Verehrung für den (männlichen) Führer

Die kultische Verehrung, die Pater Philippe umgab, wiederholte sich in der Art der Anbetung, die Vanier als geistlicher Führer erhielt. Das machte es für die Frauen fast unmöglich, sich zu melden.

Eine Frau sagte aus:

„Ich war wie erstarrt, als ich merkte, dass Jean Vanier von Hunderten von Menschen angebetet wurde, wie ein lebender Heiliger … Es fiel mir schwer, das Thema anzusprechen.“

Die Verehrung des männlichen religiösen Führers ist eine weit verbreitete und schädliche Gewohnheit in einigen christlichen Kirchen. In der katholischen Kirche haben Frauen keine hierarchische Entscheidungsbefugnis und können nicht wie Männer die Heiligkeit Christi verkörpern. Auf diese Weise fehlt es den Frauen an geistlicher Autorität, und sie werden diskreditiert und an den Rand gedrängt.

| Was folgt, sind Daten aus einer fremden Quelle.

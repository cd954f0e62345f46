//! Mel-scaled power spectrograms and decibel conversion.

use ndarray::Array2;
use serde::Deserialize;

use super::error::{AnalysisError, Result};
use super::features::{BinScale, FeatureMatrix, Waveform};
use super::stft;

/// Power floor applied before taking logarithms.
const AMIN: f32 = 1e-10;

#[derive(Clone, Debug, Deserialize, PartialEq)]
#[serde(default)]
pub struct SpectrumConfig {
    pub n_fft: usize,
    /// Taken from `[audio] hop_length` when loaded from a config file.
    #[serde(skip)]
    pub hop_length: usize,
    pub n_mels: usize,
    pub fmin: f32,
    /// Upper edge of the filter bank; Nyquist when unset.
    pub fmax: Option<f32>,
    /// Dynamic range kept below the peak by [`to_log_power`].
    pub top_db: f32,
}

impl Default for SpectrumConfig {
    fn default() -> Self {
        Self {
            n_fft: 2048,
            hop_length: 1024,
            n_mels: 128,
            fmin: 0.0,
            fmax: None,
            top_db: 80.0,
        }
    }
}

impl SpectrumConfig {
    pub fn validate(&self, sample_rate: u32) -> Result<()> {
        if self.n_mels == 0 {
            return Err(AnalysisError::invalid("n_mels must be positive"));
        }
        if self.top_db <= 0.0 {
            return Err(AnalysisError::invalid(format!(
                "top_db must be positive, got {}",
                self.top_db
            )));
        }
        let fmax = self.fmax_for(sample_rate);
        if !(self.fmin >= 0.0 && self.fmin < fmax) {
            return Err(AnalysisError::invalid(format!(
                "mel range {}..{} Hz is empty",
                self.fmin, fmax
            )));
        }
        Ok(())
    }

    fn fmax_for(&self, sample_rate: u32) -> f32 {
        self.fmax.unwrap_or(sample_rate as f32 / 2.0)
    }
}

// Slaney mel scale: linear below 1 kHz, logarithmic above.
const F_SP: f32 = 200.0 / 3.0;
const MIN_LOG_HZ: f32 = 1000.0;
const MIN_LOG_MEL: f32 = MIN_LOG_HZ / F_SP;

fn log_step() -> f32 {
    6.4f32.ln() / 27.0
}

pub fn hz_to_mel(hz: f32) -> f32 {
    if hz >= MIN_LOG_HZ {
        MIN_LOG_MEL + (hz / MIN_LOG_HZ).ln() / log_step()
    } else {
        hz / F_SP
    }
}

pub fn mel_to_hz(mel: f32) -> f32 {
    if mel >= MIN_LOG_MEL {
        MIN_LOG_HZ * (log_step() * (mel - MIN_LOG_MEL)).exp()
    } else {
        mel * F_SP
    }
}

/// Triangular, area-normalised mel filters indexed `[band, fft_bin]`.
pub fn mel_filter_bank(
    sample_rate: u32,
    n_fft: usize,
    n_mels: usize,
    fmin: f32,
    fmax: f32,
) -> Array2<f32> {
    let bins = stft::num_bins(n_fft);
    let bin_hz = sample_rate as f32 / n_fft as f32;

    let mel_low = hz_to_mel(fmin);
    let mel_high = hz_to_mel(fmax);
    let edges: Vec<f32> = (0..n_mels + 2)
        .map(|i| mel_to_hz(mel_low + (mel_high - mel_low) * i as f32 / (n_mels + 1) as f32))
        .collect();

    let mut weights = Array2::<f32>::zeros((n_mels, bins));
    for m in 0..n_mels {
        let (lo, center, hi) = (edges[m], edges[m + 1], edges[m + 2]);
        let enorm = 2.0 / (hi - lo);
        for k in 0..bins {
            let freq = k as f32 * bin_hz;
            let rising = (freq - lo) / (center - lo);
            let falling = (hi - freq) / (hi - center);
            let w = rising.min(falling).max(0.0);
            if w > 0.0 {
                weights[[m, k]] = w * enorm;
            }
        }
    }
    weights
}

/// Mel power spectrogram indexed `[band, frame]`.
pub fn mel_spectrogram(waveform: &Waveform, config: &SpectrumConfig) -> Result<FeatureMatrix> {
    let sample_rate = waveform.sample_rate();
    config.validate(sample_rate)?;
    AnalysisError::require_len(waveform.len(), config.n_fft)?;

    let power = stft::power_spectrogram(waveform.samples(), config.n_fft, config.hop_length)?;
    let fmax = config.fmax_for(sample_rate);
    let basis = mel_filter_bank(sample_rate, config.n_fft, config.n_mels, config.fmin, fmax);
    let mel = basis.dot(&power);

    log::debug!(
        "mel spectrogram: {} bands x {} frames (n_fft={}, hop={})",
        mel.nrows(),
        mel.ncols(),
        config.n_fft,
        config.hop_length
    );

    Ok(FeatureMatrix {
        data: mel,
        sample_rate,
        hop_length: config.hop_length,
        scale: BinScale::Mel { fmin: config.fmin, fmax },
    })
}

/// Convert power to decibels relative to the array's own maximum.
///
/// The output peaks at exactly 0 dB and is clipped at `-top_db`.
pub fn power_to_db(power: &Array2<f32>, top_db: f32) -> Array2<f32> {
    let reference = power.iter().copied().fold(0.0f32, f32::max).max(AMIN);
    let ref_db = 10.0 * reference.log10();
    power.mapv(|v| (10.0 * v.max(AMIN).log10() - ref_db).max(-top_db))
}

pub fn to_log_power(power: &FeatureMatrix, top_db: f32) -> FeatureMatrix {
    FeatureMatrix {
        data: power_to_db(&power.data, top_db),
        ..power.clone()
    }
}

#[cfg(test)]
mod tests {
    use super::*;
    use crate::audio::synth;
    use ndarray::array;

    #[test]
    fn mel_scale_round_trips() {
        for hz in [0.0, 440.0, 1000.0, 8000.0] {
            assert!((mel_to_hz(hz_to_mel(hz)) - hz).abs() < 0.05, "{hz}");
        }
        assert!((hz_to_mel(1000.0) - 15.0).abs() < 1e-4);
    }

    #[test]
    fn filter_bank_is_non_negative_and_covers_every_band() {
        let bank = mel_filter_bank(44100, 2048, 128, 0.0, 22050.0);
        assert_eq!(bank.dim(), (128, 1025));
        assert!(bank.iter().all(|&w| w >= 0.0));
        for row in bank.rows() {
            assert!(row.sum() > 0.0);
        }
    }

    #[test]
    fn frame_count_matches_hop() {
        let wave = synth::tone(440.0, 1.0, 44100);
        let config = SpectrumConfig::default();
        let mel = mel_spectrogram(&wave, &config).unwrap();
        assert_eq!(mel.n_bins(), 128);
        assert_eq!(mel.n_frames(), wave.frame_count(config.hop_length));
    }

    #[test]
    fn repeated_runs_are_bit_identical() {
        let wave = synth::tone(220.0, 0.5, 44100);
        let config = SpectrumConfig::default();
        let first = mel_spectrogram(&wave, &config).unwrap();
        let second = mel_spectrogram(&wave, &config).unwrap();
        assert_eq!(first, second);
    }

    #[test]
    fn log_power_peaks_at_zero() {
        let power = array![[1e-3, 4.0], [0.5, 0.0]];
        let db = power_to_db(&power, 80.0);
        let max = db.iter().copied().fold(f32::NEG_INFINITY, f32::max);
        assert_eq!(max, 0.0);
        assert_eq!(db[[1, 1]], -80.0);
        assert!((db[[1, 0]] - 10.0 * (0.5f32 / 4.0).log10()).abs() < 1e-4);
    }

    #[test]
    fn log_power_of_real_spectrogram_peaks_at_zero() {
        let wave = synth::tone(1000.0, 0.5, 22050);
        let mel = mel_spectrogram(&wave, &SpectrumConfig::default()).unwrap();
        let db = to_log_power(&mel, 80.0);
        assert_eq!(db.max(), 0.0);
        assert!(db.min() >= -80.0);
        assert_eq!(db.n_frames(), mel.n_frames());
    }

    #[test]
    fn short_signal_is_rejected() {
        let wave = Waveform::new(vec![0.0; 100], 44100);
        assert!(matches!(
            mel_spectrogram(&wave, &SpectrumConfig::default()),
            Err(AnalysisError::InsufficientSignal { .. })
        ));
    }

    #[test]
    fn zero_bands_is_invalid() {
        let wave = synth::tone(440.0, 0.5, 44100);
        let config = SpectrumConfig {
            n_mels: 0,
            ..Default::default()
        };
        assert!(matches!(
            mel_spectrogram(&wave, &config),
            Err(AnalysisError::InvalidParameter(_))
        ));
    }
}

Der Gründer ist nicht die Gemeinschaft

Das Vermächtnis von Jean Vanier wird aufgrund der Art und Schwere seiner Handlungen für immer beeinträchtigt sein.

Das soll nicht heißen, dass die Arbeit der L’Arche kompromittiert ist. Die L’Arche besteht aus unzähligen anständigen Menschen guten Willens, deren Arbeit einer Vision entspricht, die ihr Gründer nie ganz erreichen konnte.

Unterscheidungen sind in der Theologie wie im Leben wichtig. Die Unterscheidung, die hier gemacht werden muss, ist nicht zwischen der Sünde und dem Sünder, denn sie sind voneinander abhängig. Die einzige Unterscheidung, die es zu treffen gilt, ist die zwischen dem Gründer und der Gemeinschaft, die er mitbegründet hat. Es gibt einen, gegen den wir uns stellen müssen, und einen anderen, hinter dem wir stehen müssen.